IT reaches out for security

By
13 October 2000 03:01 PM
Tags: security, manage, security services, schneier, counterpane, detection, company, week

IT managers besieged by hackers and viruses are waving the white flag, and a new wave of managed security providers --dozens of them --are ready to pounce on the opportunity.

Their main target: administrators such as the one at a Boston financial institution whose network was brought down for several hours last week by one of the newest virus strains, Life Stage. "This is proving to be a pain," said the administrator, who requested anonymity. "You can't keep up. Something has to happen."

Life Stages was just the latest security headache in a week that also saw Nike's Web site brought down by political activist hackers and America Online customer service accounts compromised by a Trojan horse.

Overwhelmed by such security threats and facing an endless IT labour crunch, companies increasingly are turning to outside vendors to monitor, manage and respond to security breaches.

"Security's a large problem that oftentimes even large organisations don't have the resources to deal with," said Roy Thetford, CEO of one of the newest companies specialising in intrusion detection and response, a startup called Schwoo.com.

"The reason you do managed security services is because security is complex, difficult and distasteful," said Bruce Schneier, a cryptographer and the founder of Counterpane Internet Security, a security services company. Schneier will chair the eWeek/DCI Web Security Summit in Boston this week. "It's hard to build, hard to train and hard to find expertise."

While this new brand of service provider --the managed security provider, or MSP --presents fresh options to besieged IT staffs, the glut of offerings also poses new issues. Which one to choose? Who's trustworthy? And what to do with existing security infrastructures?

Many MSPs started in the software business and so offer services that coexist with their legacy, such as public-key infrastructure vendors that manage certificate authorities.

Others, such as Schneier's Counterpane, focus on 24-by-7 monitoring of networks for malicious or careless activity. RSA Security and myCIO.com centre their service on auditing and assessing networks, then offer subscription services that employ their software.

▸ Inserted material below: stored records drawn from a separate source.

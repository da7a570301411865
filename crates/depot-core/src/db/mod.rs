//! Database layer for Depot

mod connection;
mod failed_sync_repository;
mod migrations;
mod mirror_repository;
mod sync_time_repository;

pub use connection::Database;
pub use failed_sync_repository::{FailedSyncRepository, LibSqlFailedSyncRepository};
pub use mirror_repository::{LibSqlMirrorRepository, MirrorRow};
pub use sync_time_repository::{LibSqlSyncTimeRepository, SyncTimeRepository};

Software companies including Cyber Safe and Symantec, meanwhile, are re-engineering their products to work as hosted applications. This week, Netlock Technologies will announce Netlock Version 3.0, and Zone Labs will announce a partnership with a major Internet service provider to host and deploy its ZoneAlarm intrusion detection software.

At the same time, service companies such as Ernst & Young are cobbling security software together with services. E&Y last week launched a portal site called eSecurityOnline.com.

Schwoo, a startup comprising self-proclaimed "Carnegie Mellon University code geeks," is developing software that applies new techniques for detection and automatic response to security breaches. But Thetford said his company won't sell the software; instead, it will offer a managed service, packaging the software with education and methodology expertise.

"A managed service allows us to protect the algorithms and, on the fly, modify our detection response," he said. "The software is locked away in our operations center. You can't buy it or download it and reverse-engineer it. It takes away some of the hacker's advantage."

Still other vendors are wrapping managed security into bigger managed services. Aventail, for example, is offering security as part of its business-to-business commerce offering, while Critical Path is doing the same as part of its hosted messaging solution.

Some users, while open to exploring these new security services, remain wary. No matter how frustrated by security headaches, many IT managers say outsourced security services raise questions about legal liability, trust and dealing with legacy security inside the enterprise.

"There's a future for managed security, but I am dubious," said Jeff Uslan, manager of security at 20th Century Fox. "One of the reasons is many of these companies have something to sell. If I ask for help, that's what I want, help. An assessment. I don't want their software."

Counterpane's Schneier believes that, in the face of increasing security threats and lack of IT talent, those concerns will erode and managed security will become part of a basic IT strategy.

"Some will at first say security is core and you have to keep it in-house, but that's bogus," he said. "You want to move money around, you give it to the armored car driver, the guy that's done it 2,000 times before. Every bank in the country uses another company to ship its money around. That's core."